In realtà, la vendetta - anche se sostenuta da motivazioni teologico-religiose all’apparenza molto forti - è una dimensione primitiva e al massimo privata, non si addice al governo di una comunità organizzata e alla conduzione di un conflitto armato. Le guerre della (post)modernità non si vincono, come in fondo era anche per quelle del passato, solo usando la massima forza senza limiti umani, morali o giuridici, ma facendosi guidare dall’intelligenza politica, da una prudenza e uno spirito di calcolo che non escludono la risolutezza. L’obiettivo politico imprescindibile di Israele, condiviso da quella parte della comunità internazionale che ha la libertà come faro, è disarticolare una volta per sempre Hamas e la sua rete di complici-sostenitori. Tanto più che è ormai acclarato che quest’organizzazione non lotta per la causa nazionale palestinese, ma al servizio di un disegno geopolitico di marca jihadista, eversivo e espansionista, per il quale l’indipendenza della Palestina è solo un pretesto propagandistico.

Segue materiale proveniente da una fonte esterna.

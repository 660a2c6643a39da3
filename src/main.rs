//! db4s-stats - DB Browser for SQLite usage statistics generator
//!
//! Batch job that rolls the download server's access log up into:
//! - daily, weekly and monthly unique users per DB4S version
//! - daily, weekly and monthly downloads per release artifact

mod catalog;
mod config;
mod db;
mod error;
mod stats;

use anyhow::Result;
use chrono::Utc;
use clap::Parser;
use std::path::PathBuf;
use tracing::info;
use tracing_subscriber::layer::SubscriberExt;
use tracing_subscriber::util::SubscriberInitExt;
use tracing_subscriber::EnvFilter;

#[derive(Parser)]
#[command(name = "db4s-stats")]
#[command(about = "Generate DB4S usage and download statistics")]
#[command(version)]
struct Cli {
    /// Config file path (default: ~/.db4s/daily_stats_gen.toml, then ./config.toml)
    #[arg(long, env = "CONFIG_FILE")]
    config: Option<PathBuf>,

    /// Only recompute the previous and current period of each report
    #[arg(long)]
    incremental: bool,

    /// Log progress for every bucket
    #[arg(long, short)]
    verbose: bool,
}

fn init_logging(level: &str, verbose: bool) {
    let default_directive = if verbose {
        format!("{level},db4s_stats=debug")
    } else {
        level.to_string()
    };
    let filter = EnvFilter::try_from_default_env().unwrap_or_else(|_| EnvFilter::new(default_directive));

    // Use LOG_FORMAT=gcp for structured GCP Cloud Logging
    let log_format = std::env::var("LOG_FORMAT").unwrap_or_default();
    if log_format == "gcp" {
        tracing_subscriber::registry()
            .with(filter)
            .with(tracing_stackdriver::layer())
            .init();
    } else {
        tracing_subscriber::fmt().with_env_filter(filter).init();
    }
}

#[tokio::main]
async fn main() -> Result<()> {
    // Load .env file if present (before any other initialization)
    let _ = dotenvy::dotenv();

    let cli = Cli::parse();

    let config_path = match cli.config {
        Some(path) => path,
        None => config::Config::default_path()?,
    };
    let mut config = config::Config::load(&config_path)?;
    config.run.incremental |= cli.incremental;
    config.run.verbose |= cli.verbose;

    init_logging(&config.logging.level, config.run.verbose);
    info!("Configuration loaded from {}", config_path.display());

    let db = db::Database::new(&config.database).await?;
    if config.database.create_schema {
        db.run_migrations().await?;
    }

    let catalog = catalog::DownloadCatalog::new(config.downloads.clone())?;
    info!(
        "Generating {} statistics ({} download artifacts)",
        if config.run.incremental { "incremental" } else { "full" },
        catalog.artifacts().len()
    );

    let job = stats::StatsJob::new(db.clone(), config.source.clone(), catalog, config.run.clone());
    let summary = job.run(Utc::now().date_naive()).await?;

    info!(
        "Done: {} buckets, {} rows written, {} anomalies, {} new versions",
        summary.buckets, summary.rows_written, summary.anomalies, summary.versions_added
    );

    // Close the pool gracefully
    db.close().await;

    Ok(())
}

Fare la guerra necessaria pensando alla pace possibile. Combattere il disordine e chi lo fomenta pensando a come costruire una convivenza internazionale più ordinata e giusta. Mantenere la violenza entro limiti che la rendano riconoscibile dalla barbarie. Così si comporta una potenza consapevole di sé, per il bene proprio e del mondo di cui si fa parte.